Benjamin Fisk - November 8, 1982

Beatings in Camp

What were the sanitary facilities like there? What was it ???

Well, you know, people were dying every day you know not everybody could take it you know.

Okay, so you were at Blechhammer for--until December you said?

No, maybe a little earlier. I don't remember exactly, you know. Maybe six or seven months, you know, it was getting cold already, you know, when they assembled us, you know. They told us you know that uh we were going to eh, to Sackenhoym, you know.

Wife: No, to Buna.

No, no it was to Sackenhoym.

Wife: From Blechhammer?

Sure, from Blechhammer went to Sackenhoym... [interruption in interview]

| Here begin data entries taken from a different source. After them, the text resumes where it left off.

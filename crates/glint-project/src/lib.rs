//! Multi-device orchestration for glint.
//!
//! One [`Project`] holds up to 127 slot graphs and drives one render worker
//! and one device writer per configured output device:
//!
//! - **Workers** keep a replica of the slot graph their device shows,
//!   render a frame per [`WorkerMessage::Tick`] and store it in a
//!   [`SharedFrame`](glint_io::SharedFrame) block.
//! - **Device writers** copy finished frames from the block to the device
//!   on [`WriterMessage::Show`].
//! - **Live edits** to the preview slot reach workers as individual graph
//!   operations; other changes ship whole graphs.
//!
//! Children are started by a [`Launcher`]: [`ProcessLauncher`] for one OS
//! process per child, [`ThreadLauncher`] for threads.
//!
//! ## Quick Start
//!
//! ```rust,no_run
//! use std::sync::Arc;
//!
//! use glint_config::{DeviceConfig, DeviceKind, RuntimeConfig, SlotId};
//! use glint_project::{Project, ThreadLauncher};
//! use glint_registry::EffectRegistry;
//!
//! let registry = Arc::new(EffectRegistry::new());
//! let launcher = Arc::new(ThreadLauncher::new(Arc::clone(&registry)));
//! let config = RuntimeConfig::default()
//!     .with_device(DeviceConfig::new("strip", DeviceKind::Virtual).with_size(60, 1));
//!
//! let mut project = Project::new("demo", config, registry, launcher).unwrap();
//! let slot = SlotId::new(0).unwrap();
//! project.assign("strip", slot).unwrap();
//! project.tick().unwrap();
//! project.shutdown().unwrap();
//! ```

mod error;
mod launcher;
pub mod message;
mod project;
mod supervisor;
pub mod transport;
pub mod worker;
pub mod writer;

pub use error::{ProjectError, Result};
pub use launcher::{ChildHandle, Launcher, ProcessLauncher, ThreadLauncher};
pub use message::{Reply, WorkerMessage, WriterMessage};
pub use project::{
    DeviceFailure, DeviceState, FrameClock, FrameReport, Project, TickOutcome, UpdateGuard,
};
pub use supervisor::{StartPolicy, start_child};
pub use worker::WorkerSpec;
pub use writer::WriterSpec;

...in the steel mills, see? Most of the Jewish fellows were working the coal mines. And I was working in the, in the camp, you know, me, a shoemaker,??? in the camp. And one day a German SS came in, you know, he says he had made me a thing, you know, like this, you know, and then he told me, "You can put your foot in," you know, "you can put your foot in," you know, "or they can hold your head and they can beat you up." I had to make it, you know.

Like a ??? like a ???

So they can beat the hell out of you, you know. I made it, you know. First he calls the shoemaker in. He was a great big ???, you know, and he's an older man maybe fifty already or forty-five, I don't know exactly. And he told me he beat the hell out of him--ten, fifteen, twenty. "Does it hurt? Does it hurt?" Finally he said, "Finally, already, it doesn't hurt." Finally he says, "Let him go." Then he took the tailor, you know. I was the last one. He took the tailor, you know. He beat the hell out of him ???, you know. We were at dinner, you know, when they were beating him up, you know. But for some reason or another he beat me two, three, four times and ??? he let me go. I was lucky. He let me go. I got away cheap, you know. And then they had--this was a small camp, maybe 200 people altogether. They had dogs, German shepherds, you know, very vicious, you know. And, you know, to get into the camp, I didn't have to get in I was still in the building but other people, you know, when they come back from, from, from work--they counted them every day, you know, everybody there and ??? "Everybody raus!" you know, quick he says, you know, everybody jumped up at the dogs, you know, three, four, five people and the one guy ??? and the dogs were standing there ripping everybody apart. Three, four dogs, you know, they had great big German shepherds. And, you know, they were feeding the dogs the meat they were cooking the meat in the soup. The dogs were getting the meat and we didn't even have any potatoes, you know.